一 控訴人ら(以下、控訴人社会福祉法人恩賜財団済生会を「控訴人済生会」と、控訴人社会福祉法人恩賜財団済生会支部東京都済生会中央病院を「控訴人病院」と、それぞれ略記する。)の主張
1 控訴人病院の訴訟当事者能力について
控訴人病院が本件の不当労働行為救済申立の審査手続における被申立人適格を欠くものであることは、すでに述べたとおり(原判決三枚目裏六行目から同四枚目表三行目まで)であるが、すでにかかる被申立人適格を欠くものを名宛人とする救済命令が発せられ、しかもその結果名宛人が不利益を蒙るおそれがある場合においては、その名宛人に該救済命令取消の訴についての当事者能力ないし当事者適格を認むべきは当然であつて、控訴人病院についても本訴における当事者能力は肯定されるべきものである。
2 控訴人済生会の訴の利益について
被控訴人の本件命令によつて維持された初審命令の一部が前記のとおり被申立人適格を欠く控訴人病院を名宛人とするものであることは、すでに述べたとおり(原判決の別紙一、二参照)であるが、本件命令によつて維持された初審命令については、すでに控訴人済生会を名宛人とする緊急命令(東京地方裁判所昭和五三年(行ク)第六四号緊急命令申立事件、同庁昭和五四年五月二五日決定)が発せられているのであるから、控訴人済生会は、本件命令の全部の取消を求める訴につき、当然に行訴法九条所定の法律上の利益があるし、また、本件命令が維持した初審命令主文第2項の陳謝文の掲示命令については、すでに右命令の定める掲示期間の経過により、掲示義務は履行不能に帰し、ひいては、その取消訴訟についての訴の利益も消滅するとする見解も存在するが、控訴人済生会が本訴において取消を求めているのは、本件命令によつて維持された初審命令の全部であつて、その一部である初審命令主文第1項につき、前記のように控訴人済生会にその取消を求める訴の利益がある以上、これと一体不可分の関係にある初審命令主文第2項についても、その取消を求める訴の利益があることは、疑問の余地がないところである。

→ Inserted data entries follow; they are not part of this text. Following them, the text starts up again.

use serde::Serialize;

use crate::models::fleet::{Ambulance, Hospital};
use crate::models::location::GeoPoint;

const EARTH_RADIUS_KM: f64 = 6_371.0;

/// Anything that can be ranked by distance from a point.
pub trait Located {
    fn position(&self) -> GeoPoint;
}

impl Located for GeoPoint {
    fn position(&self) -> GeoPoint {
        *self
    }
}

impl Located for Ambulance {
    fn position(&self) -> GeoPoint {
        self.location
    }
}

impl Located for Hospital {
    fn position(&self) -> GeoPoint {
        self.location
    }
}

/// A candidate annotated with its rounded distance from the query origin.
#[derive(Debug, Clone, Serialize)]
pub struct Ranked<T> {
    #[serde(flatten)]
    pub item: T,
    pub distance: f64,
}

pub fn haversine_km(a: &GeoPoint, b: &GeoPoint) -> f64 {
    let lat1 = a.lat.to_radians();
    let lat2 = b.lat.to_radians();
    let delta_lat = (b.lat - a.lat).to_radians();
    let delta_lng = (b.lng - a.lng).to_radians();

    let sin_lat = (delta_lat / 2.0).sin();
    let sin_lng = (delta_lng / 2.0).sin();

    let haversine = sin_lat * sin_lat + lat1.cos() * lat2.cos() * sin_lng * sin_lng;
    let central_angle = 2.0 * haversine.sqrt().asin();

    EARTH_RADIUS_KM * central_angle
}

/// Haversine distance rounded to one decimal place. Reported distances are
/// always in this precision.
pub fn distance_km(a: &GeoPoint, b: &GeoPoint) -> f64 {
    (haversine_km(a, b) * 10.0).round() / 10.0
}

/// The `limit` candidates nearest to `origin`, ascending by distance. Equal
/// distances keep their input order.
pub fn find_nearest<T>(origin: &GeoPoint, candidates: &[T], limit: usize) -> Vec<Ranked<T>>
where
    T: Located + Clone,
{
    let mut ranked: Vec<Ranked<T>> = candidates
        .iter()
        .map(|candidate| Ranked {
            distance: distance_km(origin, &candidate.position()),
            item: candidate.clone(),
        })
        .collect();

    ranked.sort_by(|a, b| a.distance.total_cmp(&b.distance));
    ranked.truncate(limit);
    ranked
}

pub fn within_radius<T>(origin: &GeoPoint, candidates: &[T], radius_km: f64) -> Vec<Ranked<T>>
where
    T: Located + Clone,
{
    find_nearest(origin, candidates, candidates.len())
        .into_iter()
        .take_while(|ranked| ranked.distance <= radius_km)
        .collect()
}

#[cfg(test)]
mod tests {
    use super::{distance_km, find_nearest, haversine_km, within_radius, Located};
    use crate::models::location::GeoPoint;

    // Kilometres per degree of latitude on the 6371 km sphere.
    const KM_PER_DEGREE: f64 = 111.194_926_644_558_73;

    #[derive(Debug, Clone, PartialEq)]
    struct Unit {
        name: &'static str,
        at: GeoPoint,
    }

    impl Located for Unit {
        fn position(&self) -> GeoPoint {
            self.at
        }
    }

    fn north_of(origin: GeoPoint, km: f64) -> GeoPoint {
        GeoPoint::new(origin.lat + km / KM_PER_DEGREE, origin.lng)
    }

    fn unit(name: &'static str, at: GeoPoint) -> Unit {
        Unit { name, at }
    }

    #[test]
    fn zero_distance_for_same_point() {
        let p = GeoPoint::new(53.5511, 9.9937);
        assert!(haversine_km(&p, &p) < 1e-9);
        assert_eq!(distance_km(&p, &p), 0.0);
    }

    #[test]
    fn london_to_paris_is_around_343_km() {
        let london = GeoPoint::new(51.5074, -0.1278);
        let paris = GeoPoint::new(48.8566, 2.3522);
        let distance = haversine_km(&london, &paris);
        assert!((distance - 343.0).abs() < 5.0);
    }

    #[test]
    fn distance_is_symmetric() {
        let pairs = [
            (GeoPoint::new(37.7, -122.4), GeoPoint::new(37.8, -122.5)),
            (GeoPoint::new(-33.86, 151.2), GeoPoint::new(35.68, 139.69)),
            (GeoPoint::new(0.0, 179.9), GeoPoint::new(0.0, -179.9)),
        ];
        for (a, b) in pairs {
            assert_eq!(distance_km(&a, &b), distance_km(&b, &a));
        }
    }

    #[test]
    fn distance_is_rounded_to_one_decimal() {
        let origin = GeoPoint::new(10.0, 20.0);
        assert_eq!(distance_km(&origin, &north_of(origin, 3.04)), 3.0);
        assert_eq!(distance_km(&origin, &north_of(origin, 2.96)), 3.0);
        assert_eq!(distance_km(&origin, &north_of(origin, 3.16)), 3.2);
    }

    #[test]
    fn nearest_two_of_three_in_ascending_order() {
        let origin = GeoPoint::new(37.7749, -122.4194);
        let fleet = vec![
            unit("a", north_of(origin, 1.2)),
            unit("b", north_of(origin, 3.7)),
            unit("c", north_of(origin, 0.4)),
        ];

        let nearest = find_nearest(&origin, &fleet, 2);

        assert_eq!(nearest.len(), 2);
        assert_eq!(nearest[0].item.name, "c");
        assert_eq!(nearest[0].distance, 0.4);
        assert_eq!(nearest[1].item.name, "a");
        assert_eq!(nearest[1].distance, 1.2);
    }

    #[test]
    fn limit_larger_than_input_returns_everything_sorted() {
        let origin = GeoPoint::new(0.0, 0.0);
        let fleet = vec![
            unit("far", north_of(origin, 9.0)),
            unit("near", north_of(origin, 1.0)),
            unit("mid", north_of(origin, 4.0)),
        ];

        let nearest = find_nearest(&origin, &fleet, 10);

        assert_eq!(nearest.len(), fleet.len());
        assert!(nearest.windows(2).all(|w| w[0].distance <= w[1].distance));
        assert!(nearest.iter().all(|r| fleet.contains(&r.item)));
        assert!(find_nearest(&origin, &fleet, 0).is_empty());
        assert!(find_nearest::<Unit>(&origin, &[], 3).is_empty());
    }

    #[test]
    fn equal_distances_keep_input_order() {
        let origin = GeoPoint::new(0.0, 0.0);
        let fleet = vec![
            unit("first", north_of(origin, 2.0)),
            unit("second", north_of(origin, 2.02)),
            unit("closest", north_of(origin, 0.5)),
        ];

        let names: Vec<_> = find_nearest(&origin, &fleet, 3)
            .into_iter()
            .map(|r| r.item.name)
            .collect();

        assert_eq!(names, vec!["closest", "first", "second"]);
    }

    #[test]
    fn radius_filter_drops_distant_candidates() {
        let origin = GeoPoint::new(0.0, 0.0);
        let fleet = vec![
            unit("outside", north_of(origin, 7.0)),
            unit("inside", north_of(origin, 4.0)),
        ];

        let found = within_radius(&origin, &fleet, 5.0);

        assert_eq!(found.len(), 1);
        assert_eq!(found[0].item.name, "inside");
    }
}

なお、そのほかに、現在補助参加人らを原告とし控訴人済生会を被告とする不当労働行為による不法行為に基づく損害賠償請求訴訟(東京地方裁判所昭和五三(ワ)年第三一一九号)が係属中であり、控訴人済生会が右訴訟において勝訴するためには、本件訴訟における控訴人済生会の勝訴判決の効力を第三者たる補助参加人らに及ぼすのが最も直截かつ効果的である(行訴法三二条一項)。この点からも、控訴人済生会の本件訴訟における訴の利益は肯定されるべきである。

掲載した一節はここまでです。